PROBLEM DESCRIPTION: Which lines of the entries contain the string "tracing"? Copy each of them.

Dataset entries:
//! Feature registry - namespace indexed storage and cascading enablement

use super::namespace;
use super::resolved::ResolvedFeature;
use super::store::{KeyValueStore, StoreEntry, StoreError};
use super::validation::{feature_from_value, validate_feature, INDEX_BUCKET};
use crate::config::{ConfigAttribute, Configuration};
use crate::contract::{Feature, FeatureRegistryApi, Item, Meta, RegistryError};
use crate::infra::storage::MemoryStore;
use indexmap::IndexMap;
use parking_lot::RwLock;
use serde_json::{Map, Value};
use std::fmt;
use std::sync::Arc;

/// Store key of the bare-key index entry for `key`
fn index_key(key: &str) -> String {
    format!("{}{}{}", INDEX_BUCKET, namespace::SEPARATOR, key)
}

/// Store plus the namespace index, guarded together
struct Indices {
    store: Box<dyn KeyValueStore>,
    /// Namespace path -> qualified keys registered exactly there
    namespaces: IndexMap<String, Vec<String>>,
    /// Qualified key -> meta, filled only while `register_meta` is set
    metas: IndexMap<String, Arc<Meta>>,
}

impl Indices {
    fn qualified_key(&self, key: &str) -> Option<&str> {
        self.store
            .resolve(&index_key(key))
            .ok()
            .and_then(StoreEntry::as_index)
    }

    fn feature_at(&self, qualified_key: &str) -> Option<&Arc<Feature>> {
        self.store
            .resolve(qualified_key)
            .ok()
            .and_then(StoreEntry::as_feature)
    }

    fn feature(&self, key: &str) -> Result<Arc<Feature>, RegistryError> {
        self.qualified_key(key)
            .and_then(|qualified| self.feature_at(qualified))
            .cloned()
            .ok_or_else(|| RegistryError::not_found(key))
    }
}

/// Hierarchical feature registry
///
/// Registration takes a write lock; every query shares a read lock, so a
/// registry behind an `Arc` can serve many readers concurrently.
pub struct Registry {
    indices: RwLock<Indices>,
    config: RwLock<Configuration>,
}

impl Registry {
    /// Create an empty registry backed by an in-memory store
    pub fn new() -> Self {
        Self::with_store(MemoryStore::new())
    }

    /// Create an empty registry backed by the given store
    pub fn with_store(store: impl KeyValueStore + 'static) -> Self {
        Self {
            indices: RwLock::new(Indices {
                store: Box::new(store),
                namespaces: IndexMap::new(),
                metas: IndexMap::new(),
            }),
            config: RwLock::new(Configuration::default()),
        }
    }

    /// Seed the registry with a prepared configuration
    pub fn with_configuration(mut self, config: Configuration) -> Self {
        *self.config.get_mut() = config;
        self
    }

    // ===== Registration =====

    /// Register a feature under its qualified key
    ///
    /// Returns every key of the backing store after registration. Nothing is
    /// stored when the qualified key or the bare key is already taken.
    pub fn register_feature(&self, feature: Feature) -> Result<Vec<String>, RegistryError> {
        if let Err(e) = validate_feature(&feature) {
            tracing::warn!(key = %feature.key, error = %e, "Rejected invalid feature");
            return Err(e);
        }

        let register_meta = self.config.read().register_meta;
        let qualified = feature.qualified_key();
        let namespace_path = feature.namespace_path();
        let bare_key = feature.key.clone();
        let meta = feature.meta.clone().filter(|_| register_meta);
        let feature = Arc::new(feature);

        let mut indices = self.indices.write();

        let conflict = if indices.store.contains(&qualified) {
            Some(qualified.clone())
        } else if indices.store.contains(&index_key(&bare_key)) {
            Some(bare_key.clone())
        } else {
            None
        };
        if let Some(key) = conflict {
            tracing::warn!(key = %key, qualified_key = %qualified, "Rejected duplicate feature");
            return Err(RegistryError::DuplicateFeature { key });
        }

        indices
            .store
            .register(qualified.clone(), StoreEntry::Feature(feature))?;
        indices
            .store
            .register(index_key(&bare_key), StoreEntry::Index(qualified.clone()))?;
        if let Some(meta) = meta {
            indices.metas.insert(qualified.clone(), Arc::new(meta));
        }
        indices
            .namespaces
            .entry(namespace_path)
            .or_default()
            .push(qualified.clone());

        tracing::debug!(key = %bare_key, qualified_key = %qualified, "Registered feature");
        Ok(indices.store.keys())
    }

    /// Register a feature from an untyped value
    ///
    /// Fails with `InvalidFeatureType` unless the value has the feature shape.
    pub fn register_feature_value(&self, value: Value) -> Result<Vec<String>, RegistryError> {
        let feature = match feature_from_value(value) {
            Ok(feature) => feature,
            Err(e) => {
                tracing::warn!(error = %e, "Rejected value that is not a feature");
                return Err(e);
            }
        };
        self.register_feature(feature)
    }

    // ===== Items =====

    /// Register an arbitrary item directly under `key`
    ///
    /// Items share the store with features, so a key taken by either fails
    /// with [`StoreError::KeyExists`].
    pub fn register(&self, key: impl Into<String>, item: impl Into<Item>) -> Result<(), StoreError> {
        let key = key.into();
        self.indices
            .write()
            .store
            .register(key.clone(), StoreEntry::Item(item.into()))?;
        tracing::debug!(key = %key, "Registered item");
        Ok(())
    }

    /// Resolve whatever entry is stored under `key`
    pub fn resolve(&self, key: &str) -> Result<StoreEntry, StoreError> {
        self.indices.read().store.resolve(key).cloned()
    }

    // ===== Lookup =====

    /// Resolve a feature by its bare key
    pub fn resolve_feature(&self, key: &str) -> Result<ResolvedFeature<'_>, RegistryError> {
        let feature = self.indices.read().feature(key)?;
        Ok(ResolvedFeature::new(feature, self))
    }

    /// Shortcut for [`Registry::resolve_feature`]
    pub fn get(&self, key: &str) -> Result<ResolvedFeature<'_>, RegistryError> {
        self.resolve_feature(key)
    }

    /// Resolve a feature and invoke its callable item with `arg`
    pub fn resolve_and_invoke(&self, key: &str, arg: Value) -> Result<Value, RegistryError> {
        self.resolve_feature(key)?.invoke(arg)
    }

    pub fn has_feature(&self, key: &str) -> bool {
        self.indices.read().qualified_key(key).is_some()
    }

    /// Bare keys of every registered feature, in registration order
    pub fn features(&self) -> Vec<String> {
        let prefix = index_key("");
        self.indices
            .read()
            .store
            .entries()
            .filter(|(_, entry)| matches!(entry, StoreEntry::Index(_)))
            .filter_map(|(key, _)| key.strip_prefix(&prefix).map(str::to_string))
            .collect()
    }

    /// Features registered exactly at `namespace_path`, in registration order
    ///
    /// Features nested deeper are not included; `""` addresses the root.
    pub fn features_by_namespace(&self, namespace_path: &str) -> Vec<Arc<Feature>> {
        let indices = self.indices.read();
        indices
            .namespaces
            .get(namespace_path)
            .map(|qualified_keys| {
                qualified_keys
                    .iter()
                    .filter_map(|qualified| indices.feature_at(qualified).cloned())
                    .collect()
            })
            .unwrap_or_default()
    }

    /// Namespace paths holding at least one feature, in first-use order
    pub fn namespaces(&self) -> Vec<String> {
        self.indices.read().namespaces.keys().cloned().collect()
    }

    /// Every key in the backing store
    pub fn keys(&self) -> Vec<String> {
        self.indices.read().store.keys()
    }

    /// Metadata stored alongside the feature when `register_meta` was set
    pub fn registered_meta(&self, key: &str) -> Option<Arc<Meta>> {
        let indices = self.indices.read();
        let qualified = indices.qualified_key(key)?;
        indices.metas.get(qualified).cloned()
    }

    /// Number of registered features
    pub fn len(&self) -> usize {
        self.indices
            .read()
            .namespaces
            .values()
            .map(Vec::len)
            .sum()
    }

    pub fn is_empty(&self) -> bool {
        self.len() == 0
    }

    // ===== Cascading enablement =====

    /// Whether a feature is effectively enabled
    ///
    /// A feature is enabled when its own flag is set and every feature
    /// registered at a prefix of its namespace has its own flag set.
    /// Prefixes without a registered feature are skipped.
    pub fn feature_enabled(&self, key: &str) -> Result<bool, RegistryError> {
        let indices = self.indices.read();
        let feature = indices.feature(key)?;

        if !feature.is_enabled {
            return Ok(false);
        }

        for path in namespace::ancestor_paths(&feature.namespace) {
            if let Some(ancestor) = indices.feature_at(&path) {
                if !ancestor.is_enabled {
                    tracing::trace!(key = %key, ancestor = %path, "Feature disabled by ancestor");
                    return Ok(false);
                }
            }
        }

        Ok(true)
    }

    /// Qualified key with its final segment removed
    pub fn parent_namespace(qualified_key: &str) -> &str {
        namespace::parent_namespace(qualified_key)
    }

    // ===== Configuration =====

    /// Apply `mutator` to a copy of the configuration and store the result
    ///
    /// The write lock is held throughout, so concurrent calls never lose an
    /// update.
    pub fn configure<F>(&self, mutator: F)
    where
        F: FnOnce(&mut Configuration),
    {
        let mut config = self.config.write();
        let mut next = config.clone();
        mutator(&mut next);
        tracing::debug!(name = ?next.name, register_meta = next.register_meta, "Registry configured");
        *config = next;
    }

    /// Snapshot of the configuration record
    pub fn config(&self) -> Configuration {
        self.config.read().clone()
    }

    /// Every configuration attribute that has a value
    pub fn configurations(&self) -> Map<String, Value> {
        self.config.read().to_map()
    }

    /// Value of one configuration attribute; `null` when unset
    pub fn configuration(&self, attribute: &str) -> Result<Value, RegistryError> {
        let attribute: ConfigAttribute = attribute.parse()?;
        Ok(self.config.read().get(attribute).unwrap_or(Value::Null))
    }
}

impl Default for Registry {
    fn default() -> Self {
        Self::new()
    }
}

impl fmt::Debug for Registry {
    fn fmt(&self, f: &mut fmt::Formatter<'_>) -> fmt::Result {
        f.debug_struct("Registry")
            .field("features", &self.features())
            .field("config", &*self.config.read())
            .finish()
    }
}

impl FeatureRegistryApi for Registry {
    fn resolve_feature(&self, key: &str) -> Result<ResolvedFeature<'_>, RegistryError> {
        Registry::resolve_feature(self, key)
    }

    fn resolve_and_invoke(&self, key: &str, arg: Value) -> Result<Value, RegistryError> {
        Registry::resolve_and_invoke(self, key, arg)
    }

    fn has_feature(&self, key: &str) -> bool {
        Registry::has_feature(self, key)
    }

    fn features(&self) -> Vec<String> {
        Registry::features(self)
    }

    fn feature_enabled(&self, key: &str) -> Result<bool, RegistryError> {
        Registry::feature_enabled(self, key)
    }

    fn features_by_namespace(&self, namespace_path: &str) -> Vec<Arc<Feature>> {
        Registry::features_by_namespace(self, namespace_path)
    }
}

TASK RESULT:
            tracing::warn!(key = %feature.key, error = %e, "Rejected invalid feature");
            tracing::warn!(key = %key, qualified_key = %qualified, "Rejected duplicate feature");
        tracing::debug!(key = %bare_key, qualified_key = %qualified, "Registered feature");
                tracing::warn!(error = %e, "Rejected value that is not a feature");
        tracing::debug!(key = %key, "Registered item");
                    tracing::trace!(key = %key, ancestor = %path, "Feature disabled by ancestor");
        tracing::debug!(name = ?next.name, register_meta = next.register_meta, "Registry configured");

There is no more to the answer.